Tried this out last night and loved it! I used the 5e tarokka deck and had each high deck card trigger a specific encounter, event, landmark, etc. themed on the card. When I do this again, I'll also add themed fluff for each suit, and completing a suit will reveal a major area based on that theme. That way players could actively pursue matches in that suit if they like the clues they've discovered. All in all, I love this simple supplement and wish I found it sooner! Thank you!

That's awesome! I am so glad you liked it and found it useful.

(+1)

"Shortcuts."  I think you should mention during "Navigating The Maze" that players are supposed not to help each other, else the advantage of "Shortcuts" is superfluous.  But: I feel forcing a party of adventurers not to collaborate is a poor idea -- maybe a shortcut could do something else, like let the next player flip over more than two cards?

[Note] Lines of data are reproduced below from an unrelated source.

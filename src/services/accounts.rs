//! User bootstrap and credential checks.
//!
//! Every new user, local or federated, is created together with an account
//! binding and a personal workspace that the user owns. The three writes share
//! one unit of work.

use sqlx::{SqliteConnection, SqlitePool};
use uuid::Uuid;

use crate::auth::{hash_password, verify_password};
use crate::db::UnitOfWork;
use crate::errors::{AppError, AppResult};
use crate::models::account::{FederatedProfile, Provider};
use crate::models::user::{DbUser, RegisterRequest, User, USER_COLUMNS};
use crate::services::workspaces::create_owned_workspace;
use crate::utils::{normalize_text, utc_now, validate_name};

const PERSONAL_WORKSPACE_NAME: &str = "My Workspace";

/// Local email/password sign-up.
pub async fn register(pool: &SqlitePool, req: RegisterRequest) -> AppResult<User> {
    let name = validate_name("name", &req.name)?;
    let email = normalize_email(&req.email)?;
    let password_hash = hash_password(&req.password)?;

    let mut uow = UnitOfWork::begin(pool, "register").await?;

    if find_user_by_email(uow.conn(), &email).await?.is_some() {
        return Err(AppError::bad_request("Email already exists"));
    }

    let user_id = bootstrap_user(
        uow.conn(),
        NewUser {
            name: &name,
            email: &email,
            password_hash: Some(&password_hash),
            profile_picture: None,
            provider: Provider::Email,
            provider_id: &email,
        },
    )
    .await?;

    let user = fetch_user_in(uow.conn(), user_id).await?;
    uow.commit().await?;

    tracing::info!(user_id = %user.id, "user registered");
    Ok(user)
}

/// Returns the user behind a federated identity, creating the user, its
/// account binding and a personal workspace on first sight.
pub async fn login_or_create_account(pool: &SqlitePool, profile: FederatedProfile) -> AppResult<User> {
    let email = normalize_email(&profile.email)?;

    let mut uow = UnitOfWork::begin(pool, "login_or_create_account").await?;

    if let Some(existing) = find_user_by_email(uow.conn(), &email).await? {
        uow.rollback().await?;
        return Ok(existing.into());
    }

    let name = normalize_text(Some(&profile.display_name))
        .filter(|n| !n.is_empty())
        .unwrap_or_else(|| email.clone());
    let picture = normalize_text(profile.picture.as_deref()).filter(|p| !p.is_empty());

    let user_id = bootstrap_user(
        uow.conn(),
        NewUser {
            name: &name,
            email: &email,
            password_hash: None,
            profile_picture: picture.as_deref(),
            provider: profile.provider,
            provider_id: &profile.provider_id,
        },
    )
    .await?;

    let user = fetch_user_in(uow.conn(), user_id).await?;
    uow.commit().await?;

    tracing::info!(user_id = %user.id, provider = ?profile.provider, "federated user created");
    Ok(user)
}

/// Checks local credentials and stamps `last_login` on success.
pub async fn verify_user(pool: &SqlitePool, email: &str, password: &str) -> AppResult<User> {
    let email = normalize_email(email)?;

    let has_account: bool =
        sqlx::query_scalar("SELECT EXISTS(SELECT 1 FROM accounts WHERE provider = ? AND provider_id = ?)")
            .bind(Provider::Email)
            .bind(&email)
            .fetch_one(pool)
            .await?;
    if !has_account {
        return Err(AppError::not_found("Invalid email or password"));
    }

    let mut conn = pool.acquire().await?;
    let user = find_user_by_email(&mut *conn, &email)
        .await?
        .ok_or_else(|| AppError::not_found("User not found for the given account"))?;

    let matches = match user.password_hash.as_deref() {
        Some(hash) => verify_password(password, hash)?,
        None => false,
    };
    if !matches {
        return Err(AppError::unauthorized("Invalid email or password"));
    }

    let now = utc_now();
    sqlx::query("UPDATE users SET last_login = ?, updated_at = ? WHERE id = ?")
        .bind(now)
        .bind(now)
        .bind(user.id)
        .execute(&mut *conn)
        .await?;

    let mut user = User::from(user);
    user.last_login = Some(now);
    user.updated_at = now;
    Ok(user)
}

pub async fn fetch_user(pool: &SqlitePool, user_id: Uuid) -> AppResult<User> {
    let mut conn = pool.acquire().await?;
    fetch_user_in(&mut *conn, user_id).await
}

struct NewUser<'a> {
    name: &'a str,
    email: &'a str,
    password_hash: Option<&'a str>,
    profile_picture: Option<&'a str>,
    provider: Provider,
    provider_id: &'a str,
}

async fn bootstrap_user(conn: &mut SqliteConnection, new_user: NewUser<'_>) -> AppResult<Uuid> {
    let now = utc_now();
    let user_id = Uuid::new_v4();

    let inserted = sqlx::query(&format!(
        "INSERT INTO users ({USER_COLUMNS}) VALUES (?, ?, ?, ?, ?, 1, NULL, NULL, ?, ?)"
    ))
    .bind(user_id)
    .bind(new_user.name)
    .bind(new_user.email)
    .bind(new_user.password_hash)
    .bind(new_user.profile_picture)
    .bind(now)
    .bind(now)
    .execute(&mut *conn)
    .await;

    match inserted {
        Ok(_) => {}
        // Another sign-up with this email committed after the lookup.
        Err(sqlx::Error::Database(err)) if err.is_unique_violation() => {
            return Err(AppError::bad_request("Email already exists"));
        }
        Err(err) => return Err(err.into()),
    }

    sqlx::query("INSERT INTO accounts (id, user_id, provider, provider_id, created_at) VALUES (?, ?, ?, ?, ?)")
        .bind(Uuid::new_v4())
        .bind(user_id)
        .bind(new_user.provider)
        .bind(new_user.provider_id)
        .bind(now)
        .execute(&mut *conn)
        .await?;

    let description = format!("Workspace created for {}", new_user.name);
    create_owned_workspace(conn, user_id, PERSONAL_WORKSPACE_NAME, Some(&description), now).await?;

    Ok(user_id)
}

async fn find_user_by_email(conn: &mut SqliteConnection, email: &str) -> AppResult<Option<DbUser>> {
    let user = sqlx::query_as::<_, DbUser>(&format!("SELECT {USER_COLUMNS} FROM users WHERE email = ?"))
        .bind(email)
        .fetch_optional(conn)
        .await?;
    Ok(user)
}

async fn fetch_user_in(conn: &mut SqliteConnection, user_id: Uuid) -> AppResult<User> {
    sqlx::query_as::<_, DbUser>(&format!("SELECT {USER_COLUMNS} FROM users WHERE id = ?"))
        .bind(user_id)
        .fetch_optional(conn)
        .await?
        .map(User::from)
        .ok_or_else(|| AppError::not_found("User not found"))
}

fn normalize_email(email: &str) -> AppResult<String> {
    let email = email.trim().to_lowercase();
    if email.is_empty() || !email.contains('@') {
        return Err(AppError::validation("email must be a valid email address"));
    }
    Ok(email)
}

#[cfg(test)]
mod tests {
    use super::*;

    #[test]
    fn emails_are_trimmed_and_lowercased() {
        assert_eq!(normalize_email("  Ada@Example.COM ").unwrap(), "ada@example.com");
        assert!(matches!(normalize_email("   "), Err(AppError::Validation(_))));
        assert!(matches!(normalize_email("nobody"), Err(AppError::Validation(_))));
    }
}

That actually is mentioned during the Navigating the Maze section, but I will clarify the language so the two sections match.

I also feel that forcing them not to collaborate is not the greatest feeling. In practice though I found that the game was far to easy when all the players could just work together and it undercut the spirit of the mini-game. Maybe I will add something that chalks this rule up to how hard it can be to describe directions to someone else in real life (That's always been my experience).

Thanks for the feedback!

(+1)

Could you explain the "Landmarks" mechanic?  It seems to do nothing if revealed cards are removed from the table, since players don't interact with revealed cards anyways, and it doesn't change the "once a full suit is revealed" mechanic since the face-down cards in that suit remain on the table.

Good catch. I guess the idea is that if there are no revealed cards and you hit a landmark, the landmark is wasted. I have another idea (A landmark prevents a setback from happening). I will update it with that instead.

Thanks again!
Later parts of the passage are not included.